◆ Work order ◆
From the listing below, return every line with the string "directory" in it.

◆ Available records ◆
use crate::userbool::UserBool;
use colored::Colorize;
use projman::ProjectRegistry;
use read_input::prelude::*;

pub const CMD_STR: &str = "remove";
pub const PATH_ARG: &str = "PATH";
pub const YES_ARG: &str = "yes";

/// Removes `path` from the list. The path is matched exactly as listed, so
/// it is not expanded or canonicalized.
pub fn remove(registry: &ProjectRegistry, path: &str, assume_yes: bool) -> projman::Result<()> {
    if !registry.list()?.iter().any(|e| e.path == path) {
        println!("{}{}", path.yellow(), " is not a listed project.".red());
        println!(
            "{}{}{}",
            "Call ".dimmed(),
            "projman list".yellow(),
            " to see the listed projects.".dimmed()
        );
        std::process::exit(exitcode::USAGE);
    }
    let confirm = assume_yes
        || input()
            .msg(&format!(
                "Remove '{}' from the project list? {} ",
                path,
                "[y/N]".dimmed()
            ))
            .default(UserBool::NO)
            .get()
            .into();
    if confirm {
        // Only the list entry goes; the folder stays on disk.
        registry.remove(path)?;
        println!("Project {} removed from the list.", path);
    } else {
        println!("Aborted.")
    }
    Ok(())
}
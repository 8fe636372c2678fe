//! Folder templates: named directory trees used to scaffold new projects.

mod store;
pub mod xml;

pub use store::{materialize, TemplateStore, TEMPLATE_EXTENSION};

use crate::error::{Error, Result};
use std::{
    fs,
    path::{Path, PathBuf},
};

/// One folder of a template, with its sub-folders in display order.
#[derive(Clone, Debug, Default, PartialEq, Eq)]
pub struct FolderNode {
    pub name: String,
    pub children: Vec<FolderNode>,
}

impl FolderNode {
    pub fn new(name: impl Into<String>) -> Self {
        FolderNode {
            name: name.into(),
            children: vec![],
        }
    }

    /// The unnamed container whose children are a template's top-level
    /// folders.
    pub fn root() -> Self {
        Self::default()
    }

    pub fn with_children(mut self, children: Vec<FolderNode>) -> Self {
        self.children = children;
        self
    }

    pub fn is_empty(&self) -> bool {
        self.children.is_empty()
    }

    pub fn child(&self, name: &str) -> Option<&FolderNode> {
        self.children.iter().find(|c| c.name == name)
    }

    /// Appends a new child and returns it.
    pub fn add_child(&mut self, name: impl Into<String>) -> &mut FolderNode {
        self.children.push(FolderNode::new(name));
        let last = self.children.len() - 1;
        &mut self.children[last]
    }

    /// Follows a `/`-separated path of names from this node.
    pub fn find(&self, path: &str) -> Option<&FolderNode> {
        segments(path).try_fold(self, |node, name| node.child(name))
    }

    fn find_mut(&mut self, path: &str) -> Option<&mut FolderNode> {
        let mut node = self;
        for name in segments(path) {
            node = node.children.iter_mut().find(|c| c.name == name)?;
        }
        Some(node)
    }

    /// Makes sure every folder along `path` exists, reusing folders that are
    /// already there, and returns the last one.
    pub fn add_path(&mut self, path: &str) -> &mut FolderNode {
        let mut node = self;
        for name in segments(path) {
            let idx = match node.children.iter().position(|c| c.name == name) {
                Some(idx) => idx,
                None => {
                    node.children.push(FolderNode::new(name));
                    node.children.len() - 1
                }
            };
            node = &mut node.children[idx];
        }
        node
    }

    /// Detaches the folder at `path`, with everything below it.
    pub fn remove(&mut self, path: &str) -> Result<FolderNode> {
        let (parent, name) = split_last(path)?;
        let parent = self
            .find_mut(parent)
            .ok_or_else(|| invalid_node(path))?;
        let idx = parent
            .children
            .iter()
            .position(|c| c.name == name)
            .ok_or_else(|| invalid_node(path))?;
        Ok(parent.children.remove(idx))
    }

    pub fn rename(&mut self, path: &str, new_name: impl Into<String>) -> Result<()> {
        split_last(path)?;
        let node = self.find_mut(path).ok_or_else(|| invalid_node(path))?;
        node.name = new_name.into();
        Ok(())
    }

    /// Sorts children by name at every level.
    pub fn sort(&mut self) {
        self.children.sort_by(|a, b| a.name.cmp(&b.name));
        for child in &mut self.children {
            child.sort();
        }
    }

    /// Paths of every folder below this node, relative to it, parents
    /// before their children.
    pub fn folder_paths(&self) -> Vec<PathBuf> {
        fn visit(node: &FolderNode, prefix: &Path, out: &mut Vec<PathBuf>) {
            for child in &node.children {
                let path = prefix.join(&child.name);
                out.push(path.clone());
                visit(child, &path, out);
            }
        }
        let mut out = vec![];
        visit(self, Path::new(""), &mut out);
        out
    }
}

fn segments(path: &str) -> impl Iterator<Item = &str> + '_ {
    path.split('/').filter(|s| !s.is_empty())
}

/// Splits `a/b/c` into (`a/b`, `c`).
fn split_last(path: &str) -> Result<(&str, &str)> {
    let trimmed = path.trim_end_matches('/');
    match trimmed.rfind('/') {
        Some(idx) => Ok((&trimmed[..idx], &trimmed[idx + 1..])),
        None if !trimmed.is_empty() => Ok(("", trimmed)),
        None => Err(invalid_node(path)),
    }
}

fn invalid_node(path: &str) -> Error {
    Error::InvalidNode {
        path: path.to_string(),
    }
}

/// A named folder tree. The name is also the template's file name in the
/// store.
#[derive(Clone, Debug, PartialEq, Eq)]
pub struct Template {
    pub name: String,
    pub root: FolderNode,
}

impl Template {
    pub fn new(name: impl Into<String>) -> Self {
        Template {
            name: name.into(),
            root: FolderNode::root(),
        }
    }

    /// Captures the sub-directories of `dir` (files are ignored) as a new
    /// template, with folders sorted by name.
    pub fn infer_from_path(name: impl Into<String>, dir: &Path) -> Result<Self> {
        fn read_level(dir: &Path, node: &mut FolderNode) -> Result<()> {
            let entries = fs::read_dir(dir).map_err(|e| Error::io(dir, e))?;
            for entry in entries {
                let entry = entry.map_err(|e| Error::io(dir, e))?;
                let file_type = entry.file_type().map_err(|e| Error::io(entry.path(), e))?;
                if !file_type.is_dir() {
                    continue;
                }
                let child = node.add_child(entry.file_name().to_string_lossy().to_string());
                read_level(&entry.path(), child)?;
            }
            Ok(())
        }

        if !dir.is_dir() {
            return Err(Error::InvalidPath {
                path: dir.to_path_buf(),
            });
        }
        let mut template = Template::new(name);
        read_level(dir, &mut template.root)?;
        template.root.sort();
        Ok(template)
    }
}

#[cfg(test)]
mod tests {
    use super::*;
    use tempfile::TempDir;

    fn standard() -> FolderNode {
        FolderNode::root().with_children(vec![
            FolderNode::new("Scenes"),
            FolderNode::new("Textures").with_children(vec![FolderNode::new("Raw")]),
        ])
    }

    #[test]
    fn find_walks_names() {
        let root = standard();
        assert_eq!(root.find("Textures/Raw").map(|n| n.name.as_str()), Some("Raw"));
        assert!(root.find("Textures/Nope").is_none());
        assert_eq!(root.find(""), Some(&root));
    }

    #[test]
    fn add_path_reuses_existing_folders() {
        let mut root = standard();
        root.add_path("Textures/Final");
        root.add_path("Renders/Frames");
        let names: Vec<_> = root.children.iter().map(|c| c.name.as_str()).collect();
        assert_eq!(names, vec!["Scenes", "Textures", "Renders"]);
        assert_eq!(root.find("Textures").unwrap().children.len(), 2);
        assert!(root.find("Renders/Frames").is_some());
    }

    #[test]
    fn remove_takes_the_subtree() {
        let mut root = standard();
        let removed = root.remove("Textures").unwrap();
        assert_eq!(removed.children, vec![FolderNode::new("Raw")]);
        assert_eq!(root.children, vec![FolderNode::new("Scenes")]);
        assert!(matches!(
            root.remove("Textures/Raw"),
            Err(Error::InvalidNode { .. })
        ));
        assert!(matches!(root.remove(""), Err(Error::InvalidNode { .. })));
    }

    #[test]
    fn rename_and_sort() {
        let mut root = standard();
        root.rename("Scenes", "Zeta").unwrap();
        root.sort();
        let names: Vec<_> = root.children.iter().map(|c| c.name.as_str()).collect();
        assert_eq!(names, vec!["Textures", "Zeta"]);
        assert!(root.rename("Missing", "x").is_err());
    }

    #[test]
    fn folder_paths_lists_parents_first() {
        let paths = standard().folder_paths();
        assert_eq!(
            paths,
            vec![
                PathBuf::from("Scenes"),
                PathBuf::from("Textures"),
                PathBuf::from("Textures").join("Raw"),
            ]
        );
    }

    #[test]
    fn infer_from_existing_layout() {
        let dir = TempDir::new().unwrap();
        fs::create_dir_all(dir.path().join("Textures").join("Raw")).unwrap();
        fs::create_dir(dir.path().join("Scenes")).unwrap();
        fs::write(dir.path().join("Scenes").join("shot.lxo"), "").unwrap();
        fs::write(dir.path().join("notes.txt"), "").unwrap();

        let template = Template::infer_from_path("Standard", dir.path()).unwrap();
        assert_eq!(template.name, "Standard");
        assert_eq!(template.root, standard());
    }
}
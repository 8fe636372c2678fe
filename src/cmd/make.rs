use crate::userpath::UserDir;
use colored::Colorize;
use projman::{Template, TemplateStore};

pub const CMD_STR: &str = "make";
pub const NAME_ARG: &str = "NAME";
pub const FOLDER_ARG: &str = "FOLDER";
pub const FROM_ARG: &str = "from";

const ERR_NAME_TAKEN: &str = "There is already a template of that name.";

/// Creates and saves a new template from `folders` (slash-separated paths)
/// and, optionally, the sub-directories of an existing folder.
pub fn make(
    store: &TemplateStore,
    name: &str,
    folders: Vec<&str>,
    from: Option<UserDir>,
) -> projman::Result<()> {
    if store.exists(name) {
        println!("{}", ERR_NAME_TAKEN.red());
        println!(
            "{} {}{}",
            "To change it, use".dimmed(),
            format!("projman edit {}", name).yellow(),
            ".".dimmed()
        );
        std::process::exit(exitcode::USAGE);
    }

    let mut template = match from {
        Some(dir) => Template::infer_from_path(name, &dir.path_buf)?,
        None => store.create(name),
    };
    for folder in folders {
        template.root.add_path(folder);
    }
    template.root.sort();
    store.save(&template)?;

    println!("New template {} was created.", template.name.bold());
    println!(
        "{} {} {}",
        "Call".dimmed(),
        format!("projman new <PATH> -t {}", template.name).green(),
        "to create a project from it.".dimmed()
    );
    Ok(())
}
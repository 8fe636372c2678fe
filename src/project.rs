//! Creating new projects and adopting existing folders as projects.

use crate::{
    error::{Error, Result},
    marker::{self, MarkerState},
    registry::ProjectRegistry,
    template::{self, Template},
};
use std::{
    fs,
    path::{Path, PathBuf},
};
use tracing::info;

/// What `create` did on disk.
#[derive(Debug)]
pub struct CreatedProject {
    pub root: PathBuf,
    pub marker: PathBuf,
    pub folders: Vec<PathBuf>,
    /// False if the root was already listed.
    pub registered: bool,
}

/// Makes `root` a project: creates the directory if needed, writes a
/// generic marker, lays out `template` under it and lists it in `registry`.
pub fn create(
    registry: &ProjectRegistry,
    root: &Path,
    template: Option<&Template>,
) -> Result<CreatedProject> {
    let listed = listable(root)?;
    if !root.exists() {
        fs::create_dir_all(root).map_err(|e| Error::io(root, e))?;
    }
    let marker = marker::write_generic(root)?;
    let folders = match template {
        Some(template) => template::materialize(&template.root, root)?,
        None => vec![],
    };
    let registered = registry.add(listed)?;
    info!(root = %root.display(), folders = folders.len(), "created project");
    Ok(CreatedProject {
        root: root.to_path_buf(),
        marker,
        folders,
        registered,
    })
}

/// Lists an existing folder as a project.
///
/// A folder with a valid marker is listed as is; one without a marker gets a
/// root-default marker first. A folder whose marker is broken is refused and
/// the registry is left alone.
pub fn adopt(registry: &ProjectRegistry, root: &Path) -> Result<bool> {
    let listed = listable(root)?;
    if !root.is_dir() {
        return Err(Error::InvalidPath {
            path: root.to_path_buf(),
        });
    }
    match marker::inspect(root)? {
        MarkerState::Valid => {}
        MarkerState::Missing => {
            marker::write_root_default(root)?;
        }
        MarkerState::Invalid => {
            return Err(Error::InvalidMarker {
                path: marker::marker_path(root),
            })
        }
    }
    registry.add(listed)
}

/// The list file holds text, so a root must be valid UTF-8 to be listed.
fn listable(root: &Path) -> Result<&str> {
    root.to_str().ok_or_else(|| Error::InvalidPath {
        path: root.to_path_buf(),
    })
}
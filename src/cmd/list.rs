use colored::Colorize;
use projman::ProjectRegistry;

pub const CMD_STR: &str = "list";

pub fn list(registry: &ProjectRegistry) -> projman::Result<()> {
    let entries = registry.sorted_for_display()?;
    if entries.is_empty() {
        println!("{}", "No projects yet.".italic());
        println!(
            "{} {} {} {}{}",
            "Create one with".dimmed(),
            "projman new".yellow(),
            "or list an existing one with".dimmed(),
            "projman add".yellow(),
            ".".dimmed()
        );
        return Ok(());
    }
    for entry in entries {
        if entry.is_valid() {
            println!("{}\n  {}", entry.display_name().bold(), entry.path.dimmed());
        } else {
            println!(
                "{}\n  {} {}",
                entry.display_name().red().bold(),
                entry.path.red(),
                "(missing)".red().italic()
            );
        }
    }
    Ok(())
}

◆ Problem solution ◆
//! Folder templates: named directory trees used to scaffold new projects.
/// Makes `root` a project: creates the directory if needed, writes a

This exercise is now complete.